To: Steve Lord <lord@xxxxxxx>
Subject: Re: Mounting XFS volumes with uid= or gid= or both
From: Andi Kleen <ak@xxxxxxx>
Date: Fri, 13 Jul 2001 21:26:00 +0200
Cc: "Gonyou, Austin" <austin@xxxxxxxxxxxxxxx>, "'linux-xfs@xxxxxxxxxxx'" <linux-xfs@xxxxxxxxxxx>
In-reply-to: <200107131900.f6DJ02E14044@xxxxxxxxxxxxxxxxxxxx>; from lord@xxxxxxx on Fri, Jul 13, 2001 at 02:00:02PM -0500
References: <85063BBE668FD411944400D0B744267A6433E2@AUSMAIL> <200107131900.f6DJ02E14044@xxxxxxxxxxxxxxxxxxxx>
Sender: owner-linux-xfs@xxxxxxxxxxx
User-agent: Mutt/1.2.5i
On Fri, Jul 13, 2001 at 02:00:02PM -0500, Steve Lord wrote:
> I presume what you are attempting to do is create a filesystem where
> no matter who creates a file, it ends up with the specified uid
> instead of that of the user.
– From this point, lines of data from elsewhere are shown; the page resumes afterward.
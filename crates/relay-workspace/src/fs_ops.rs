//! Sandboxed file operations.

use base64::Engine;
use base64::engine::general_purpose::STANDARD as BASE64;
use chrono::{DateTime, Utc};
use serde::{Deserialize, Serialize};
use std::io::Write;
use tracing::debug;
use walkdir::WalkDir;

use crate::config::Workspace;
use crate::contain::{Access, resolve_path};
use crate::error::{WorkspaceError, WorkspaceResult};

/// Content encodings for reads and writes.
#[derive(Debug, Clone, Copy, PartialEq, Eq, Serialize, Deserialize, Default)]
#[serde(rename_all = "lowercase")]
pub enum FileEncoding {
    /// Text; content must be valid UTF-8.
    #[default]
    Utf8,
    /// Base64-encoded bytes.
    Base64,
    /// Raw bytes, carried base64-encoded on the wire.
    Binary,
}

/// One listing entry.
#[derive(Debug, Clone, Serialize)]
#[serde(rename_all = "camelCase")]
pub struct FileEntry {
    /// Workspace-relative path, forward slashes.
    pub path: String,
    /// Whether the entry is a directory.
    pub is_directory: bool,
    /// File size, bytes (0 for directories).
    pub size: u64,
    /// Last modification time, when the filesystem reports one.
    pub modified_at: Option<DateTime<Utc>>,
}

/// A (possibly truncated) listing.
#[derive(Debug, Clone, Serialize)]
#[serde(rename_all = "camelCase")]
pub struct Listing {
    /// Entries, sorted by path.
    pub entries: Vec<FileEntry>,
    /// True when the traversal hit the workspace entry bound.
    pub truncated: bool,
}

/// File content as returned to the wire.
#[derive(Debug, Clone, Serialize)]
#[serde(rename_all = "camelCase")]
pub struct FileContent {
    /// Workspace-relative path.
    pub path: String,
    /// Content, encoded per `encoding`.
    pub content: String,
    /// The encoding of `content`.
    pub encoding: FileEncoding,
    /// Decoded size, bytes.
    pub size: u64,
}

/// Enumerate files under `path`.
///
/// Entries that fail the workspace's glob policy are skipped, not
/// errors. Traversal stops at the workspace entry bound and flags the
/// result truncated.
///
/// # Errors
///
/// [`WorkspaceError::InvalidPath`] when `path` fails containment;
/// [`WorkspaceError::Io`] on filesystem failure.
pub fn list_files(
    workspace: &Workspace,
    path: &str,
    recursive: bool,
    include_directories: bool,
) -> WorkspaceResult<Listing> {
    let resolved = resolve_path(workspace, path, Access::List)?;
    let def = workspace.def();

    let mut walker = WalkDir::new(&resolved.absolute).follow_links(def.follow_symlinks);
    if !recursive {
        walker = walker.max_depth(1);
    }

    let mut entries = Vec::new();
    let mut truncated = false;

    for entry in walker.into_iter().filter_map(Result::ok) {
        if entry.path() == resolved.absolute {
            continue;
        }
        if entries.len() >= def.max_entries {
            truncated = true;
            break;
        }
        if !def.follow_symlinks && entry.path_is_symlink() {
            continue;
        }

        let is_directory = entry.file_type().is_dir();
        if is_directory && !include_directories {
            continue;
        }

        let Ok(relative_path) = entry.path().strip_prefix(&resolved.absolute) else {
            continue;
        };
        let relative = join_relative(&resolved.relative, relative_path);
        if !workspace.globs_permit(&relative) {
            continue;
        }

        let metadata = entry.metadata().ok();
        entries.push(FileEntry {
            path: relative,
            is_directory,
            size: if is_directory {
                0
            } else {
                metadata.as_ref().map_or(0, std::fs::Metadata::len)
            },
            modified_at: metadata
                .and_then(|m| m.modified().ok())
                .map(DateTime::<Utc>::from),
        });
    }

    entries.sort_by(|a, b| a.path.cmp(&b.path));
    Ok(Listing { entries, truncated })
}

/// Read a file.
///
/// # Errors
///
/// [`WorkspaceError::InvalidPath`] on containment or policy violation,
/// [`WorkspaceError::TooLarge`] past the size cap,
/// [`WorkspaceError::Encoding`] when utf8 was requested for binary data.
pub fn read_file(
    workspace: &Workspace,
    path: &str,
    encoding: FileEncoding,
) -> WorkspaceResult<FileContent> {
    let resolved = resolve_path(workspace, path, Access::Read)?;
    let def = workspace.def();

    let metadata = std::fs::metadata(&resolved.absolute)?;
    if !metadata.is_file() {
        return Err(WorkspaceError::InvalidPath(format!(
            "not a file: {}",
            resolved.relative
        )));
    }
    if metadata.len() > def.max_file_size {
        return Err(WorkspaceError::TooLarge {
            size: metadata.len(),
            max: def.max_file_size,
        });
    }

    let bytes = std::fs::read(&resolved.absolute)?;
    let size = bytes.len() as u64;
    let content = match encoding {
        FileEncoding::Utf8 => String::from_utf8(bytes)
            .map_err(|_| WorkspaceError::Encoding("file is not valid UTF-8".to_string()))?,
        FileEncoding::Base64 | FileEncoding::Binary => BASE64.encode(bytes),
    };

    Ok(FileContent {
        path: resolved.relative,
        content,
        encoding,
        size,
    })
}

/// Write a file atomically: the content lands in a sibling temp file that
/// is renamed into place, so a crash never leaves a truncated target.
///
/// # Errors
///
/// [`WorkspaceError::ReadOnly`], [`WorkspaceError::InvalidPath`],
/// [`WorkspaceError::TooLarge`], [`WorkspaceError::Encoding`], or
/// [`WorkspaceError::Io`].
pub fn write_file(
    workspace: &Workspace,
    path: &str,
    content: &str,
    encoding: FileEncoding,
) -> WorkspaceResult<u64> {
    let resolved = resolve_path(workspace, path, Access::Write)?;
    let def = workspace.def();

    let bytes = match encoding {
        FileEncoding::Utf8 => content.as_bytes().to_vec(),
        FileEncoding::Base64 | FileEncoding::Binary => BASE64
            .decode(content)
            .map_err(|e| WorkspaceError::Encoding(format!("invalid base64: {e}")))?,
    };
    let size = bytes.len() as u64;
    if size > def.max_file_size {
        return Err(WorkspaceError::TooLarge {
            size,
            max: def.max_file_size,
        });
    }

    let parent = resolved.absolute.parent().ok_or_else(|| {
        WorkspaceError::InvalidPath("write target has no parent directory".to_string())
    })?;
    std::fs::create_dir_all(parent)?;

    let mut temp = tempfile::NamedTempFile::new_in(parent)?;
    temp.write_all(&bytes)?;
    temp.flush()?;
    temp.persist(&resolved.absolute)
        .map_err(|e| WorkspaceError::Io(e.error))?;

    debug!(workspace = %def.id, path = %resolved.relative, size, "Wrote file");
    Ok(size)
}

/// Existence probe.
///
/// # Errors
///
/// [`WorkspaceError::InvalidPath`] when the path fails containment; a
/// contained-but-absent path is `Ok(false)`, not an error.
pub fn path_exists(workspace: &Workspace, path: &str) -> WorkspaceResult<bool> {
    let resolved = resolve_path(workspace, path, Access::Probe)?;
    Ok(resolved.absolute.exists())
}

fn join_relative(base: &str, tail: &std::path::Path) -> String {
    let tail = tail
        .iter()
        .map(|part| part.to_string_lossy())
        .collect::<Vec<_>>()
        .join("/");
    if base.is_empty() {
        tail
    } else if tail.is_empty() {
        base.to_string()
    } else {
        format!("{base}/{tail}")
    }
}

#[cfg(test)]
mod tests {
    use super::*;
    use crate::config::WorkspaceDef;

    fn workspace(dir: &std::path::Path) -> Workspace {
        Workspace::new(WorkspaceDef {
            root: dir.to_path_buf(),
            ..WorkspaceDef::default()
        })
    }

    #[test]
    fn test_write_read_round_trip_utf8() {
        let dir = tempfile::tempdir().unwrap();
        let ws = workspace(dir.path());

        let written = write_file(&ws, "notes/hello.txt", "hi there", FileEncoding::Utf8).unwrap();
        assert_eq!(written, 8);

        let content = read_file(&ws, "notes/hello.txt", FileEncoding::Utf8).unwrap();
        assert_eq!(content.content, "hi there");
        assert_eq!(content.size, 8);
    }

    #[test]
    fn test_base64_round_trip() {
        let dir = tempfile::tempdir().unwrap();
        let ws = workspace(dir.path());
        let payload = BASE64.encode([0u8, 159, 146, 150]);

        write_file(&ws, "blob.bin", &payload, FileEncoding::Base64).unwrap();
        let content = read_file(&ws, "blob.bin", FileEncoding::Base64).unwrap();
        assert_eq!(content.content, payload);

        // Reading binary data as utf8 reports an encoding error.
        assert!(matches!(
            read_file(&ws, "blob.bin", FileEncoding::Utf8).unwrap_err(),
            WorkspaceError::Encoding(_)
        ));
    }

    #[test]
    fn test_write_overwrites_atomically() {
        let dir = tempfile::tempdir().unwrap();
        let ws = workspace(dir.path());
        write_file(&ws, "f.txt", "first", FileEncoding::Utf8).unwrap();
        write_file(&ws, "f.txt", "second", FileEncoding::Utf8).unwrap();
        let content = read_file(&ws, "f.txt", FileEncoding::Utf8).unwrap();
        assert_eq!(content.content, "second");
        // No temp residue.
        let listing = list_files(&ws, "", false, false).unwrap();
        assert_eq!(listing.entries.len(), 1);
    }

    #[test]
    fn test_size_cap_enforced_both_ways() {
        let dir = tempfile::tempdir().unwrap();
        let ws = Workspace::new(WorkspaceDef {
            root: dir.path().to_path_buf(),
            max_file_size: 4,
            ..WorkspaceDef::default()
        });

        assert!(matches!(
            write_file(&ws, "big.txt", "12345", FileEncoding::Utf8).unwrap_err(),
            WorkspaceError::TooLarge { size: 5, max: 4 }
        ));

        // A file that grew past the cap out-of-band is refused on read.
        std::fs::write(dir.path().join("grown.txt"), b"123456").unwrap();
        assert!(matches!(
            read_file(&ws, "grown.txt", FileEncoding::Utf8).unwrap_err(),
            WorkspaceError::TooLarge { .. }
        ));
    }

    #[test]
    fn test_list_recursive_and_flat() {
        let dir = tempfile::tempdir().unwrap();
        let ws = workspace(dir.path());
        write_file(&ws, "a.txt", "x", FileEncoding::Utf8).unwrap();
        write_file(&ws, "sub/b.txt", "y", FileEncoding::Utf8).unwrap();

        let flat = list_files(&ws, "", false, true).unwrap();
        let flat_paths: Vec<&str> = flat.entries.iter().map(|e| e.path.as_str()).collect();
        assert_eq!(flat_paths, vec!["a.txt", "sub"]);

        let deep = list_files(&ws, "", true, false).unwrap();
        let deep_paths: Vec<&str> = deep.entries.iter().map(|e| e.path.as_str()).collect();
        assert_eq!(deep_paths, vec!["a.txt", "sub/b.txt"]);
        assert!(!deep.truncated);
    }

    #[test]
    fn test_list_truncates_at_bound() {
        let dir = tempfile::tempdir().unwrap();
        let ws = Workspace::new(WorkspaceDef {
            root: dir.path().to_path_buf(),
            max_entries: 3,
            ..WorkspaceDef::default()
        });
        for i in 0..10 {
            write_file(&ws, &format!("f{i}.txt"), "x", FileEncoding::Utf8).unwrap();
        }
        let listing = list_files(&ws, "", true, false).unwrap();
        assert_eq!(listing.entries.len(), 3);
        assert!(listing.truncated);
    }

    #[test]
    fn test_path_exists() {
        let dir = tempfile::tempdir().unwrap();
        let ws = workspace(dir.path());
        write_file(&ws, "present.txt", "x", FileEncoding::Utf8).unwrap();

        assert!(path_exists(&ws, "present.txt").unwrap());
        assert!(!path_exists(&ws, "absent.txt").unwrap());
        // Containment violations error rather than answering.
        assert!(path_exists(&ws, "../outside").is_err());
    }

    #[test]
    fn test_read_directory_is_invalid() {
        let dir = tempfile::tempdir().unwrap();
        let ws = workspace(dir.path());
        write_file(&ws, "sub/x.txt", "x", FileEncoding::Utf8).unwrap();
        assert!(matches!(
            read_file(&ws, "sub", FileEncoding::Utf8).unwrap_err(),
            WorkspaceError::InvalidPath(_)
        ));
    }
}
A sort of msdos style of user id - i.e. none.
> I think the filesystems which support the uid and gid options are those
> which do not directly support storing uids and gids themselves. So the
> options are there to help non-unix filesystems function in a unix environment,
> not to dumb down a unix based filesystem.

Most unix file systems, it seems including XFS, support it for the GID at least.
You just have to create a directory with that gid and set the setgroupid bit;
then all files created below it get that gid by default. It is very useful
for shared source repositories for example. Together with the right umask
it'll very likely do what the original poster wants.